The SEC found that DWAC misled investors and the SEC by failing to disclose that it had formulated a plan to acquire and was pursuing the acquisition of TMTG prior to DWAC’s IPO. This information is crucial to investors as the purpose of a SPAC is to identify and acquire an operating business.
According to the SEC’s order, DWAC filed an amended Form S-1 in support of its IPO in early September 2021. The form stated that neither DWAC nor its officers and directors had had any discussions with any potential target companies prior to the IPO. However, the SEC’s order revealed that dating back to February 2021, an individual who would later become DWAC’s CEO and Board Chairman, along with others involved with DWAC, had extensive SPAC merger discussions with TMTG.

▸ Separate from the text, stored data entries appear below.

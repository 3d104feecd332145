//! Node configuration file.
//!
//! Every table is optional; a missing file yields the defaults.

use std::path::Path;

use anyhow::{Context, Result};
use halfway_mesh::{MeshConfig, SignalConfig};
use serde::{Deserialize, Serialize};

pub const DEFAULT_RELAY_URL: &str = "ws://127.0.0.1:9000";

#[derive(Debug, Clone, PartialEq, Serialize, Deserialize)]
#[serde(default)]
pub struct NodeConfig {
    /// Relay used by `join`
    pub relay_url: String,
    pub mesh: MeshConfig,
    pub signal: SignalConfig,
    pub logging: LoggingConfig,
}

impl Default for NodeConfig {
    fn default() -> Self {
        Self {
            relay_url: DEFAULT_RELAY_URL.to_string(),
            mesh: MeshConfig::default(),
            signal: SignalConfig::default(),
            logging: LoggingConfig::default(),
        }
    }
}

#[derive(Debug, Clone, PartialEq, Serialize, Deserialize)]
#[serde(default)]
pub struct LoggingConfig {
    /// Filter used when `RUST_LOG` is unset
    pub level: String,
}

impl Default for LoggingConfig {
    fn default() -> Self {
        Self {
            level: "info".to_string(),
        }
    }
}

impl NodeConfig {
    /// Load from `path`, falling back to defaults when no file is given
    /// or the file does not exist.
    pub fn load(path: Option<&Path>) -> Result<Self> {
        let Some(path) = path else {
            return Ok(Self::default());
        };
        if !path.exists() {
            log::debug!("No config at {}, using defaults", path.display());
            return Ok(Self::default());
        }
        let raw = std::fs::read_to_string(path)
            .with_context(|| format!("reading {}", path.display()))?;
        Self::parse(&raw).with_context(|| format!("parsing {}", path.display()))
    }

    pub fn parse(raw: &str) -> Result<Self> {
        let config: NodeConfig = toml::from_str(raw)?;
        config.mesh.validate()?;
        Ok(config)
    }
}
//! Human-friendly generated names for rooms and members.

use rand::seq::SliceRandom;
use rand::Rng;

use crate::protocol::RoomId;

const ROOM_ADJECTIVES: [&str; 10] = [
    "happy", "bright", "cool", "swift", "brave", "calm", "clever", "gentle", "kind", "wise",
];
const ROOM_COLORS: [&str; 10] = [
    "red", "blue", "green", "yellow", "purple", "orange", "pink", "cyan", "magenta", "lime",
];
const ROOM_ANIMALS: [&str; 10] = [
    "cat", "dog", "bird", "fish", "bear", "lion", "tiger", "wolf", "fox", "deer",
];

const NAME_ADJECTIVES: [&str; 10] = [
    "Anonymous", "Bright", "Swift", "Clever", "Gentle", "Bold", "Quick", "Silent", "Wise", "Brave",
];
const NAME_ANIMALS: [&str; 10] = [
    "Hawk", "Wolf", "Tiger", "Eagle", "Bear", "Lion", "Fox", "Deer", "Owl", "Cat",
];

fn pick<'a>(rng: &mut impl Rng, words: &[&'a str]) -> &'a str {
    words.choose(rng).copied().unwrap_or_default()
}

/// Generate an `adjective-color-animal` room id.
pub fn generate_room_id() -> RoomId {
    let mut rng = rand::thread_rng();
    let raw = format!(
        "{}-{}-{}",
        pick(&mut rng, &ROOM_ADJECTIVES),
        pick(&mut rng, &ROOM_COLORS),
        pick(&mut rng, &ROOM_ANIMALS)
    );
    // The word lists only contain valid characters.
    RoomId::parse(&raw).unwrap_or_else(|_| unreachable!("generated room id {raw} is invalid"))
}

/// Generate an `AdjectiveAnimalNNN` display name.
pub fn generate_pseudonym() -> String {
    let mut rng = rand::thread_rng();
    let number: u32 = rng.gen_range(0..1000);
    format!(
        "{}{}{}",
        pick(&mut rng, &NAME_ADJECTIVES),
        pick(&mut rng, &NAME_ANIMALS),
        number
    )
}

#[cfg(test)]
mod tests {
    use super::*;

    #[test]
    fn test_generated_room_id_shape() {
        for _ in 0..50 {
            let id = generate_room_id();
            let parts: Vec<&str> = id.as_str().split('-').collect();
            assert_eq!(parts.len(), 3);
            assert!(ROOM_ADJECTIVES.contains(&parts[0]));
            assert!(ROOM_COLORS.contains(&parts[1]));
            assert!(ROOM_ANIMALS.contains(&parts[2]));
        }
    }

    #[test]
    fn test_generated_pseudonym_shape() {
        for _ in 0..50 {
            let name = generate_pseudonym();
            let adjective = NAME_ADJECTIVES.iter().find(|a| name.starts_with(*a));
            assert!(adjective.is_some(), "unexpected pseudonym {name}");
            let digits: String = name.chars().filter(|c| c.is_ascii_digit()).collect();
            assert!(!digits.is_empty());
            assert!(digits.parse::<u32>().unwrap() < 1000);
        }
    }
}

The SEC’s order also found that DWAC’s CEO and Chairman initially pursued these discussions with TMTG on behalf of another SPAC. In the spring and summer of 2021, he created a plan to potentially use DWAC to pursue a merger with TMTG and used this plan to solicit certain pre-IPO investors. DWAC failed to disclose that the CEO had a potential conflict of interest based on an agreement he had signed with TMTG. As a result, DWAC’s amended Form S-1 was materially false and misleading.
The SEC’s order further states that in a later Form S-4 filed with the Commission following the announcement of the proposed merger with TMTG, DWAC mischaracterized and omitted information about the history of its interactions with TMTG.
Gurbir S. Grewal, Director of the SEC’s Division of Enforcement, stated, “DWAC failed to disclose its discussions with TMTG and failed to disclose a material conflict of interest of its CEO and Chairman. In the context of a SPAC – a ‘blank-check’ entity without business operations – these disclosure failures are particularly problematic because investors focus on factors such as the SPAC’s management team and potential merger targets when making financial decisions.”
The SEC’s order finds that DWAC violated the antifraud provisions of the federal securities laws. DWAC agreed to a cease-and-desist order and to pay an $18 million penalty in the event it closes a merger transaction. It also agreed to undertake that, should DWAC file an amended Form S-4, any such Form S-4 will be materially complete and accurate and consistent with the findings in the SEC’s order.